**ABOUT THIS EXERCISE**
Each entry below should be retyped exactly, with nothing omitted.

(RECORDS PROVIDED Opens)

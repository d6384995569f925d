//! Document loading and chunking.
//!
//! A [`Document`] reads a PDF (or plain text) file, trims page headers and
//! footers, and hands the joined text to the sentence [`Chunker`]. The
//! resulting chunks are stored in a [`ChunkStore`] that the graph pipeline
//! and the reader share.

pub mod chunk_store;
pub mod chunker;

pub use chunk_store::ChunkStore;
pub use chunker::{split_sentences, Chunk, Chunker};

use std::path::{Path, PathBuf};

use tracing::{debug, info, warn};

use crate::{Error, Result};

/// Character offsets used to cut headers and footers from every page.
#[derive(Debug, Clone, Copy, Default, PartialEq, Eq)]
pub struct PageTrim {
    /// First character kept on each page
    pub start: usize,
    /// Character offset where the page is cut; 0 keeps everything after `start`
    pub end: usize,
}

impl PageTrim {
    pub fn new(start: usize, end: usize) -> Self {
        Self { start, end }
    }

    /// Apply the trim to one page of text.
    pub fn apply<'a>(&self, page: &'a str) -> &'a str {
        let total = page.chars().count();
        let end = if self.end == 0 { total } else { self.end.min(total) };
        if self.start >= end {
            return "";
        }

        let byte_at = |n: usize| {
            page.char_indices()
                .nth(n)
                .map(|(idx, _)| idx)
                .unwrap_or(page.len())
        };
        &page[byte_at(self.start)..byte_at(end)]
    }
}

/// Source document with its chunk budget.
#[derive(Debug, Clone)]
pub struct Document {
    path: PathBuf,
    chunker: Chunker,
    pages: Vec<String>,
}

impl Document {
    /// Open a `.pdf` or plain-text document.
    pub fn open(path: impl AsRef<Path>, chunk_len: usize) -> Result<Self> {
        let path = path.as_ref().to_path_buf();
        let is_pdf = path
            .extension()
            .and_then(|e| e.to_str())
            .map(|e| e.eq_ignore_ascii_case("pdf"))
            .unwrap_or(false);

        let raw = if is_pdf {
            read_pdf(&path)?
        } else {
            std::fs::read_to_string(&path).map_err(|e| {
                Error::Document(format!("Error reading {}: {}", path.display(), e))
            })?
        };

        let pages = raw.split('\x0C').map(str::to_string).collect::<Vec<_>>();
        info!("Opened {} ({} pages)", path.display(), pages.len());

        Ok(Self {
            path,
            chunker: Chunker::new(chunk_len),
            pages,
        })
    }

    /// Build a document from in-memory pages.
    pub fn from_pages(pages: Vec<String>, chunk_len: usize) -> Self {
        Self {
            path: PathBuf::from("<memory>"),
            chunker: Chunker::new(chunk_len),
            pages,
        }
    }

    pub fn path(&self) -> &Path {
        &self.path
    }

    /// Joined page text after header/footer trimming.
    pub fn text(&self, trim: PageTrim) -> String {
        let mut text = String::new();
        for (idx, page) in self.pages.iter().enumerate() {
            if page.trim().is_empty() {
                warn!("Page {} of {} returned no text", idx + 1, self.path.display());
                continue;
            }
            text.push(' ');
            text.push_str(trim.apply(page));
        }
        text
    }

    /// Split the trimmed text into a chunk store.
    pub fn chunks(&self, trim: PageTrim) -> ChunkStore {
        let chunks = self.chunker.chunk(&self.text(trim));
        debug!("Chunked {} into {} chunks", self.path.display(), chunks.len());
        ChunkStore::from_chunks(chunks)
    }
}

#[cfg(feature = "pdf")]
fn read_pdf(path: &Path) -> Result<String> {
    pdf_extract::extract_text(path).map_err(|e| {
        Error::Document(format!("Error reading the PDF file at {}: {}", path.display(), e))
    })
}

#[cfg(not(feature = "pdf"))]
fn read_pdf(path: &Path) -> Result<String> {
    Err(Error::Document(format!(
        "PDF support is disabled, cannot read {}",
        path.display()
    )))
}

(RECORDS PROVIDED Closes)

**EXERCISE SOLUTION**
repository d6384995569f925d
//! Document loading and chunking.
//!
//! A [`Document`] reads a PDF (or plain text) file, trims page headers and
//! footers, and hands the joined text to the sentence [`Chunker`]. The
//! resulting chunks are stored in a [`ChunkStore`] that the graph pipeline
//! and the reader share.

pub mod chunk_store;
pub mod chunker;

pub use chunk_store::ChunkStore;
pub use chunker::{split_sentences, Chunk, Chunker};

use std::path::{Path, PathBuf};

use tracing::{debug, info, warn};

use crate::{Error, Result};

/// Character offsets used to cut headers and footers from every page.
#[derive(Debug, Clone, Copy, Default, PartialEq, Eq)]
pub struct PageTrim {
    /// First character kept on each page
    pub start: usize,
    /// Character offset where the page is cut; 0 keeps everything after `start`
    pub end: usize,
}

impl PageTrim {
    pub fn new(start: usize, end: usize) -> Self {
        Self { start, end }
    }

    /// Apply the trim to one page of text.
    pub fn apply<'a>(&self, page: &'a str) -> &'a str {
        let total = page.chars().count();
        let end = if self.end == 0 { total } else { self.end.min(total) };
        if self.start >= end {
            return "";
        }

        let byte_at = |n: usize| {
            page.char_indices()
                .nth(n)
                .map(|(idx, _)| idx)
                .unwrap_or(page.len())
        };
        &page[byte_at(self.start)..byte_at(end)]
    }
}

/// Source document with its chunk budget.
#[derive(Debug, Clone)]
pub struct Document {
    path: PathBuf,
    chunker: Chunker,
    pages: Vec<String>,
}

impl Document {
    /// Open a `.pdf` or plain-text document.
    pub fn open(path: impl AsRef<Path>, chunk_len: usize) -> Result<Self> {
        let path = path.as_ref().to_path_buf();
        let is_pdf = path
            .extension()
            .and_then(|e| e.to_str())
            .map(|e| e.eq_ignore_ascii_case("pdf"))
            .unwrap_or(false);

        let raw = if is_pdf {
            read_pdf(&path)?
        } else {
            std::fs::read_to_string(&path).map_err(|e| {
                Error::Document(format!("Error reading {}: {}", path.display(), e))
            })?
        };

        let pages = raw.split('\x0C').map(str::to_string).collect::<Vec<_>>();
        info!("Opened {} ({} pages)", path.display(), pages.len());

        Ok(Self {
            path,
            chunker: Chunker::new(chunk_len),
            pages,
        })
    }

    /// Build a document from in-memory pages.
    pub fn from_pages(pages: Vec<String>, chunk_len: usize) -> Self {
        Self {
            path: PathBuf::from("<memory>"),
            chunker: Chunker::new(chunk_len),
            pages,
        }
    }

    pub fn path(&self) -> &Path {
        &self.path
    }

    /// Joined page text after header/footer trimming.
    pub fn text(&self, trim: PageTrim) -> String {
        let mut text = String::new();
        for (idx, page) in self.pages.iter().enumerate() {
            if page.trim().is_empty() {
                warn!("Page {} of {} returned no text", idx + 1, self.path.display());
                continue;
            }
            text.push(' ');
            text.push_str(trim.apply(page));
        }
        text
    }

    /// Split the trimmed text into a chunk store.
    pub fn chunks(&self, trim: PageTrim) -> ChunkStore {
        let chunks = self.chunker.chunk(&self.text(trim));
        debug!("Chunked {} into {} chunks", self.path.display(), chunks.len());
        ChunkStore::from_chunks(chunks)
    }
}

#[cfg(feature = "pdf")]
fn read_pdf(path: &Path) -> Result<String> {
    pdf_extract::extract_text(path).map_err(|e| {
        Error::Document(format!("Error reading the PDF file at {}: {}", path.display(), e))
    })
}

#[cfg(not(feature = "pdf"))]
fn read_pdf(path: &Path) -> Result<String> {
    Err(Error::Document(format!(
        "PDF support is disabled, cannot read {}",
        path.display()
    )))
}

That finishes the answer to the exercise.